Diana documentary: What the critics said

Princess Diana in Paris, 1992 Image copyright VINCENT AMALVY/AFP/Getty Images
Image caption The documentary is Channel 4's highest rating overnight programme of the year

Channel 4's documentary about the late Diana, Princess of Wales has been met with both criticism and praise.

It featured Diana speaking candidly about her upbringing, her troubled marriage and her public life.

Some viewers agreed with the tapes being aired, but others called the documentary "sensationalist" and "trashy".

The programme secured Channel 4's highest overnight viewing figures in more than a year.

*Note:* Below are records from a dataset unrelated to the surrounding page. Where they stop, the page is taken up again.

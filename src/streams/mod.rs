//! The matatu tracking topology.
//!
//! ```text
//! matatu.location (routeId)
//!   ├─ speed-filter ─ speed-alert-log ─────────────────────▶ matatu.speed.alerts
//!   ├─ route-enrichment ───────────────────────────────────▶ matatu.location.enriched
//!   └─ key-by-matatu ═▶ location-by-matatu (matatuId)
//!        ├─ matatu-delta-processor ─ key-by-route ═▶ deltas-by-route (routeId)
//!        │     ├─ route-occupancy-aggregator ─ occupancy-log ▶ matatu.route.occupancy
//!        │     └─ passenger-count-aggregator ──────────────▶ matatu.passenger.counts
//!        └─ off-grid-detector (punctuated) ────────────────▶ matatu.offgrid.alerts
//!
//! matatu.fares (matatuId)
//!   ├─ fare-status-router
//!   │     ├─ failed-fare-log ──────────────────────────────▶ matatu.fares.failed
//!   │     ├─ successful-fare-log
//!   │     └─ pending-fare-log
//!   └─ key-by-sacco ═▶ fares-by-sacco (saccoId)
//!        └─ sacco-revenue-aggregator (tumbling window) ────▶ matatu.sacco.revenue
//! ```
//!
//! `═▶` is a physical repartition through an internal topic.

mod delta;
mod enrichment;
mod occupancy;
mod offgrid;
mod revenue;

pub use delta::DeltaProcessor;
pub use enrichment::{EnrichmentProcessor, SaccoFare, SaccoKeySelector};
pub use occupancy::{RouteAggregator, RouteTable};
pub use offgrid::OffGridDetector;
pub use revenue::{RevenueAccumulator, SaccoRevenue};

use std::sync::Arc;
use tracing::{error, info, warn};

use crate::config::Settings;
use crate::engine::{
    BranchBuilder, ProcessorNode, Topology, TopologyBuilder, TumblingWindows, WindowedAggregator,
    filter, peek, select_key, supplier,
};
use crate::error::TopologyError;
use crate::model::{
    DeltaEvent, FareEvent, LocationEvent, PassengerCount, PaymentStatus, RouteOccupancy,
};
use crate::reference::ReferenceData;
use crate::topics;

pub const MATATU_SNAPSHOT_STORE: &str = "matatu-snapshot-store";
pub const MATATU_LAST_SEEN_STORE: &str = "matatu-last-seen-store";
pub const ROUTE_OCCUPANCY_STORE: &str = "route-occupancy-store";
pub const PASSENGER_COUNT_STORE: &str = "passenger-count-store";
pub const SACCO_REVENUE_STORE: &str = "sacco-revenue-store";

pub fn build_topology(
    settings: &Settings,
    reference: Arc<dyn ReferenceData>,
) -> Result<Topology, TopologyError> {
    let mut b = TopologyBuilder::new(&settings.application_id);
    for store in [
        MATATU_SNAPSHOT_STORE,
        MATATU_LAST_SEEN_STORE,
        ROUTE_OCCUPANCY_STORE,
        PASSENGER_COUNT_STORE,
        SACCO_REVENUE_STORE,
    ] {
        b.add_state_store(store)?;
    }

    add_location_streams(&mut b, settings, reference.clone())?;
    add_fare_streams(&mut b, settings, reference)?;

    let topology = b.build()?;
    info!(
        sub_topologies = topology.sub_topologies().len(),
        "Built matatu topology"
    );
    Ok(topology)
}

fn add_location_streams(
    b: &mut TopologyBuilder,
    settings: &Settings,
    reference: Arc<dyn ReferenceData>,
) -> Result<(), TopologyError> {
    let threshold = settings.speed_threshold_kmh;
    b.add_source("location-source", topics::LOCATION, "routeId")?;

    // Speed alerts: the input record, unchanged
    b.add_processor(
        "speed-filter",
        ProcessorNode::new(filter(move |_, e: &LocationEvent| e.speed_kmh > threshold)),
        &["location-source"],
    )?;
    b.add_processor(
        "speed-alert-log",
        ProcessorNode::new(peek(move |_, e: &LocationEvent| {
            warn!(
                matatu_id = %e.matatu_id,
                route = %e.route_name,
                speed_kmh = e.speed_kmh,
                threshold_kmh = threshold,
                "Speed alert"
            )
        })),
        &["speed-filter"],
    )?;
    b.add_sink("speed-alerts-sink", topics::SPEED_ALERTS, &["speed-alert-log"])?;

    let enrich_reference = reference.clone();
    b.add_processor(
        "route-enrichment",
        ProcessorNode::new(supplier(move || {
            EnrichmentProcessor::new(enrich_reference.clone(), threshold)
        })),
        &["location-source"],
    )?;
    b.add_sink(
        "enriched-location-sink",
        topics::LOCATION_ENRICHED,
        &["route-enrichment"],
    )?;

    // Occupancy: routeId -> matatuId -> routeId
    b.add_processor(
        "key-by-matatu",
        ProcessorNode::new(select_key(|_, e: &LocationEvent| e.matatu_id.clone()))
            .rekeys("matatuId"),
        &["location-source"],
    )?;
    let by_matatu = b.add_repartition("location-by-matatu", "matatuId", "key-by-matatu")?;

    b.add_processor(
        "matatu-delta-processor",
        ProcessorNode::new(supplier(|| DeltaProcessor::new(MATATU_SNAPSHOT_STORE)))
            .with_stores(&[MATATU_SNAPSHOT_STORE])
            .requires_key("matatuId"),
        &[by_matatu.as_str()],
    )?;
    b.add_processor(
        "key-by-route",
        ProcessorNode::new(select_key(|_, d: &DeltaEvent| d.route_id.clone())).rekeys("routeId"),
        &["matatu-delta-processor"],
    )?;
    let by_route = b.add_repartition("deltas-by-route", "routeId", "key-by-route")?;

    b.add_processor(
        "route-occupancy-aggregator",
        ProcessorNode::new(supplier(|| {
            RouteAggregator::<RouteOccupancy>::new(ROUTE_OCCUPANCY_STORE)
        }))
        .with_stores(&[ROUTE_OCCUPANCY_STORE])
        .requires_key("routeId"),
        &[by_route.as_str()],
    )?;
    b.add_processor(
        "occupancy-log",
        ProcessorNode::new(peek(|route_id, o: &RouteOccupancy| {
            info!(
                route_id,
                on_board = o.current_passengers,
                boarded = o.total_boardings,
                alighted = o.total_alightings,
                "Route occupancy"
            )
        })),
        &["route-occupancy-aggregator"],
    )?;
    b.add_sink(
        "route-occupancy-sink",
        topics::ROUTE_OCCUPANCY,
        &["occupancy-log"],
    )?;

    b.add_processor(
        "passenger-count-aggregator",
        ProcessorNode::new(supplier(|| {
            RouteAggregator::<PassengerCount>::new(PASSENGER_COUNT_STORE)
        }))
        .with_stores(&[PASSENGER_COUNT_STORE])
        .requires_key("routeId"),
        &[by_route.as_str()],
    )?;
    b.add_sink(
        "passenger-counts-sink",
        topics::PASSENGER_COUNTS,
        &["passenger-count-aggregator"],
    )?;

    // Off-grid: shares the matatu-keyed stream with the delta processor
    let silence = settings.off_grid_silence_delta();
    let interval = settings.off_grid_check_interval;
    b.add_processor(
        "off-grid-detector",
        ProcessorNode::new(supplier(move || {
            OffGridDetector::new(MATATU_LAST_SEEN_STORE, silence, interval)
        }))
        .with_stores(&[MATATU_LAST_SEEN_STORE])
        .requires_key("matatuId"),
        &[by_matatu.as_str()],
    )?;
    b.add_sink(
        "offgrid-alerts-sink",
        topics::OFFGRID_ALERTS,
        &["off-grid-detector"],
    )?;
    Ok(())
}

fn add_fare_streams(
    b: &mut TopologyBuilder,
    settings: &Settings,
    reference: Arc<dyn ReferenceData>,
) -> Result<(), TopologyError> {
    b.add_source("fares-source", topics::FARES, "matatuId")?;

    b.add_processor(
        "fare-status-router",
        ProcessorNode::new(
            BranchBuilder::<FareEvent>::new()
                .branch("failed-fare-log", |f| f.status == PaymentStatus::Failed)
                .branch("successful-fare-log", |f| f.status == PaymentStatus::Success)
                .default_branch("pending-fare-log")
                .build(),
        ),
        &["fares-source"],
    )?;
    b.add_processor(
        "failed-fare-log",
        ProcessorNode::new(peek(|_, f: &FareEvent| {
            error!(
                txn = %f.transaction_id,
                matatu_id = %f.matatu_id,
                amount_kes = %f.amount_kes,
                method = ?f.payment_method,
                "Failed payment"
            )
        })),
        &["fare-status-router"],
    )?;
    b.add_sink(
        "failed-fares-sink",
        topics::FARES_FAILED,
        &["failed-fare-log"],
    )?;
    b.add_processor(
        "successful-fare-log",
        ProcessorNode::new(peek(|_, f: &FareEvent| {
            info!(
                txn = %f.transaction_id,
                matatu_id = %f.matatu_id,
                amount_kes = %f.amount_kes,
                method = ?f.payment_method,
                "Successful payment"
            )
        })),
        &["fare-status-router"],
    )?;
    b.add_processor(
        "pending-fare-log",
        ProcessorNode::new(peek(|_, f: &FareEvent| {
            warn!(txn = %f.transaction_id, matatu_id = %f.matatu_id, "Pending payment")
        })),
        &["fare-status-router"],
    )?;

    b.add_processor(
        "key-by-sacco",
        ProcessorNode::new(supplier(move || SaccoKeySelector::new(reference.clone())))
            .rekeys("saccoId"),
        &["fares-source"],
    )?;
    let by_sacco = b.add_repartition("fares-by-sacco", "saccoId", "key-by-sacco")?;

    let windows = TumblingWindows::of(settings.window_size_delta())
        .with_grace(settings.window_grace_delta());
    b.add_processor(
        "sacco-revenue-aggregator",
        ProcessorNode::new(supplier(move || {
            WindowedAggregator::new(SACCO_REVENUE_STORE, windows, SaccoRevenue)
        }))
        .with_stores(&[SACCO_REVENUE_STORE])
        .requires_key("saccoId"),
        &[by_sacco.as_str()],
    )?;
    b.add_sink(
        "sacco-revenue-sink",
        topics::SACCO_REVENUE,
        &["sacco-revenue-aggregator"],
    )?;
    Ok(())
}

It was watched by an average audience of 3.5 million and a peak of 4.1 million, according to overnight ratings. These figures include those watching on Channel 4+1 an hour later.

'Betrayal of privacy'

The footage was recorded between 1992 and 1993 by Peter Settelen, a voice coach who was hired by Diana to help her with her public speaking.

The controversial tapes had been criticised by some of Diana's close friends ahead of its television debut.

Rosa Monckton wrote to Channel 4 asking them not to broadcast the tapes. She told the Guardian they were "a betrayal of her privacy and of the family's privacy".

Image copyright KEVIN LARKIN/AFP/Getty Images
Image caption Viewers praised the documentary but the critics were not too impressed

The critics' verdict

Writing in the Times, Andrew Billen gave the documentary two out of five stars and said that "it was pretentious and trashy."

The Daily Mail's Jan Moir said that she thought Diana would have loved the tapes being broadcast, as it showed her in a "golden light; rueful, amused, heartbreakingly vivacious and beautiful, noble in her obvious loneliness".

But she criticised the narration and music calling it "ridiculous" and "melodramatic".

Mark Lawson wrote in the Guardian: "Despite its faults and opportunism, it has as much right to be shown as the Bashir interview or her sons' ITV documentary".

But Lawson also calls the documentary "manipulative", describing the editing as slick and sly and "constantly telling the audience how to feel".

In the Daily Mirror, Ian Hyland said he was livid after watching the documentary, adding: "That was two hours of my life I will never get back."

Image copyright TORSTEN BLACKWOOD/AFP/Getty Images
Image caption Viewers were divided on whether the tapes should have been released

'Poignant and beautifully done'

During its broadcast on Sunday night, viewers shared their opinions across social media with many saying how heartbreaking the programme was.

But many others expressed their disdain at the programming - with some calling it exploitative and inappropriate.

The Sun's showbiz reporter Dan Wootton said that there hadn't been anyone more charismatic than Diana.

Some agreed with the tapes being aired, suggesting that Princess Diana would not have recorded them if she didn't want them to be shown.

Journalist Chrissie Russell was impressed by Channel 4's efforts, tweeting: "I don't think anyone expected that to be so poignant, moving and beautifully done".